I like gardening but I like reading a book in the hammock better. Frank comes alive in the garden. Watching him this weekend gave me a glimpse into our retirement years: Me with a lemonade by my side watching Frank putter around. I think he’ll be one of those old men who has a magnificent garden, living up to his patron saint’s attributes.

This weekend reminded me of N.T. Wright’s book, Surprised By Hope. When talking about building God’s new kingdom he says,

“You are – strange though it amy seem, almost as hard to believe as the resurrection itself – accomplishing something that will become in due course part of God’s new world.

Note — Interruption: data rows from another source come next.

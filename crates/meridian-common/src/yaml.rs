//! YAML parsing for ConfigMap payloads
//!
//! ConfigMap values such as the `visibility` block of `config-contour` are
//! YAML documents embedded in a string. They are parsed with yaml-rust2 and
//! converted to `serde_json::Value` so typed deserialization goes through
//! serde_json like everything else.

use serde::de::DeserializeOwned;
use serde_json::{Map, Number, Value};
use thiserror::Error;
use yaml_rust2::{Yaml, YamlLoader};

/// A YAML document that could not be parsed or converted
#[derive(Clone, Debug, Error)]
#[error("{0}")]
pub struct YamlError(String);

/// Parse a YAML string into a serde_json::Value.
///
/// Only the first document is read. Empty input yields `Value::Null`.
pub fn parse_yaml(input: &str) -> Result<Value, YamlError> {
    let mut docs = YamlLoader::load_from_str(input).map_err(|e| YamlError(e.to_string()))?;
    if docs.is_empty() {
        return Ok(Value::Null);
    }
    to_json(docs.swap_remove(0))
}

/// Parse a YAML string straight into a typed value.
pub fn from_yaml<T: DeserializeOwned>(input: &str) -> Result<T, YamlError> {
    serde_json::from_value(parse_yaml(input)?).map_err(|e| YamlError(e.to_string()))
}

fn to_json(node: Yaml) -> Result<Value, YamlError> {
    let value = match node {
        Yaml::Null => Value::Null,
        Yaml::Boolean(b) => b.into(),
        Yaml::Integer(i) => i.into(),
        Yaml::String(s) => s.into(),
        Yaml::Real(raw) => raw
            .parse::<f64>()
            .ok()
            .and_then(Number::from_f64)
            .map(Value::Number)
            .ok_or_else(|| YamlError(format!("invalid number {:?}", raw)))?,
        Yaml::Array(items) => Value::Array(
            items
                .into_iter()
                .map(to_json)
                .collect::<Result<_, _>>()?,
        ),
        Yaml::Hash(entries) => {
            let mut object = Map::with_capacity(entries.len());
            for (key, val) in entries {
                object.insert(key_string(key)?, to_json(val)?);
            }
            Value::Object(object)
        }
        Yaml::Alias(_) | Yaml::BadValue => {
            return Err(YamlError("aliases and malformed values are not supported".to_string()))
        }
    };
    Ok(value)
}

/// Object keys must be scalars; numbers and booleans are stringified.
fn key_string(key: Yaml) -> Result<String, YamlError> {
    match key {
        Yaml::String(s) => Ok(s),
        Yaml::Integer(i) => Ok(i.to_string()),
        Yaml::Boolean(b) => Ok(b.to_string()),
        other => Err(YamlError(format!("unsupported mapping key {:?}", other))),
    }
}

Every act of love, gratitude, and kindness; every work of art or music inspired by the love of God and delight in the beauty of his creation… every act of care and nurture, of comfort and support for one’s fellow human beings nad for that matter one’s fellow nonhuman creatures… all this will find its way throug the resurrecting power of God, into the new creation that God will one day make” (pg 208).

Wright is saying that when we create and grow and use our passions and gifts, we are bringing about a new heaven here on earth. When I think about my own passions, I sometimes wonder how lounging in a hammock will bring about a shift in our broken world. And then I see Frank happily turning the earth, bringing new life to our garden, teaching the girls about soil and seeds, and I see a glimpse of this new heaven here on earth. I can completely imagine Frank for all eternity teaching others about the magic of our earth and delighting in what life springs from a mix of compost, soil, and water.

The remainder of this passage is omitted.